EUR/USD strengthens over 1.1300 gloomy Fed beige book

- EUR/USD drifts on Thursday near Asian early sessions to 1.1335.
- The early stages of Trump's tariffs are trying to bear increasing costs for consumers, Fed Beige's book said.
- EKPi Muller said prices could fall neutral in trade.
EUR/USD pair The edges are about 1,1335 higher on Thursday during the early session of Asia. Relief on the dangers of potential tariffs in US President Donald Trump exerts a certain pressure on the US dollar (USD).
According to the Federal Reserve (Fed) beige report, companies engaged in the early stages of Trump tariffs are looking for opportunities to transfer increasing costs to consumers.
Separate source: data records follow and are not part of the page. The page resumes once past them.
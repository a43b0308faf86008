use super::{max_score, Distribution, SelectKind, SelectionPolicy};
use crate::error::SelectionError;
use crate::score::ScoreMap;

/// Every candidate equally likely.
#[derive(Debug, Clone, Copy, Default)]
pub struct Random;

impl SelectionPolicy for Random {
    fn kind(&self) -> SelectKind {
        SelectKind::Random
    }

    fn needs_scores(&self) -> bool {
        false
    }

    fn distribution(&self, scores: &ScoreMap) -> Result<Distribution, SelectionError> {
        max_score(scores)?;
        Ok(Distribution::uniform(scores.keys().copied()))
    }
}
Companies announced that they would receive notifications of increased prices from suppliers, and they found ways not to acquire an increase while noting their ability to transmit their ability to convey to their customers.
At the beginning of the month, Trump imposed 10% or more imports for dozens of countries by 10%, but then unexpectedly suspended taxes within 90 days to have lower interest rates negotiations. However, uncertainty about trade policy and US economy slowing can drag the green area and create a backwind EUR/USDTo.
Over the pond, European Central Bank (ECB) Cut its main interest rate by a quarter percentage point at 2.25% at last week's April meeting. During the press conference outlook For the European economy.
In the meantime, Madis Muller, a member of the Council of the ECB, said on Wednesday that the central bank may -the interest must reduce the interest prices to a level that stimulates the economy when trade uncertainty proves to be more harmful to growth. Dovvint notes of the ECB policy makers may consider the shared currency in the near future.
Euro
The euro is a currency of 19 European Union countries belonging to the eurozone. This is the second most hardly traded currency behind the US dollar. In 2022 it accounted for 31% of all currency exchange transactions, with an average daily turnover of over $ 2.2 trillion a day. EUR/USD is the most strongly traded currency pair in the world, accounting for an estimated 30%off all transactions followed by EUR/JPY (4%), EUR/GBP (3%) and EUR/AUD (2%).
The European Central Bank (ECB) in Frankfurt, Germany, is a Eurozone reserve bank. The ECB sets interest rates and manages monetary policy. The main authority of the ECB is to maintain price stability, which means either controlling inflation or stimulating growth. Its main tool is to raise or lower interest rates. Relatively high interest rates – or higher interest rate expectations – usually benefits the euro and vice versa. The ECB Council makes monetary policy decisions at meetings eight times a year. Decisions are made by Christine Lagarde, President of the EURSUONE and six permanent members, including ECB President.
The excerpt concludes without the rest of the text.